- EXCERPTED RECORDS:
//! The rejection ledger: read-side rules over a definition's append-only
//! rejection log.
//!
//! A rejection is *outstanding* while it is newer than the definition's last
//! submit change. An outstanding rejection blocks further rejections until
//! the author revises the definition. An empty log is never outstanding, and
//! a rejection stamped at exactly the same instant as the last change counts
//! as answered.

use chrono::{DateTime, Utc};

use crate::definition::Rejection;

/// The most recent `rejected_at` in the log, or `None` for an empty log.
///
/// Does not assume the log is sorted.
pub fn latest_rejection_at(log: &[Rejection]) -> Option<DateTime<Utc>> {
  log.iter().map(|r| r.rejected_at).max()
}

pub fn has_outstanding_rejection(
  log: &[Rejection],
  last_submit_change_at: DateTime<Utc>,
) -> bool {
  latest_rejection_at(log).is_some_and(|latest| latest > last_submit_change_at)
}

/// Whether `log` is ordered by `rejected_at` (ties allowed).
pub fn is_ordered(log: &[Rejection]) -> bool {
  log.windows(2).all(|w| w[0].rejected_at <= w[1].rejected_at)
}

#[cfg(test)]
mod tests {
  use chrono::Duration;
  use uuid::Uuid;

  use super::*;

  fn rejection(at: DateTime<Utc>) -> Rejection {
    Rejection {
      rejection_id: Uuid::new_v4(),
      rejected_by:  Uuid::new_v4(),
      rejected_at:  at,
      content:      "too short".into(),
    }
  }

  #[test]
  fn empty_log_is_never_outstanding() {
    let t0 = Utc::now();
    assert_eq!(latest_rejection_at(&[]), None);
    assert!(!has_outstanding_rejection(&[], t0));
  }

  #[test]
  fn rejection_after_change_is_outstanding() {
    let t0 = Utc::now();
    let log = [rejection(t0 + Duration::seconds(1))];
    assert!(has_outstanding_rejection(&log, t0));
  }

  #[test]
  fn edit_after_rejection_answers_it() {
    let t0 = Utc::now();
    let log = [rejection(t0 + Duration::seconds(1))];
    assert!(!has_outstanding_rejection(&log, t0 + Duration::seconds(2)));
  }

  #[test]
  fn equal_timestamps_count_as_answered() {
    let t = Utc::now();
    assert!(!has_outstanding_rejection(&[rejection(t)], t));
  }

  #[test]
  fn latest_is_max_regardless_of_order() {
    let t0 = Utc::now();
    let late = t0 + Duration::seconds(10);
    let log = [rejection(late), rejection(t0)];
    assert_eq!(latest_rejection_at(&log), Some(late));
    assert!(!is_ordered(&log));
    assert!(has_outstanding_rejection(&log, t0 + Duration::seconds(5)));
  }
}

- ACTION ITEM: After reading through the material, report every line that holds "None".

- SOLUTION TO THE EXERCISE:
/// The most recent `rejected_at` in the log, or `None` for an empty log.
    assert_eq!(latest_rejection_at(&[]), None);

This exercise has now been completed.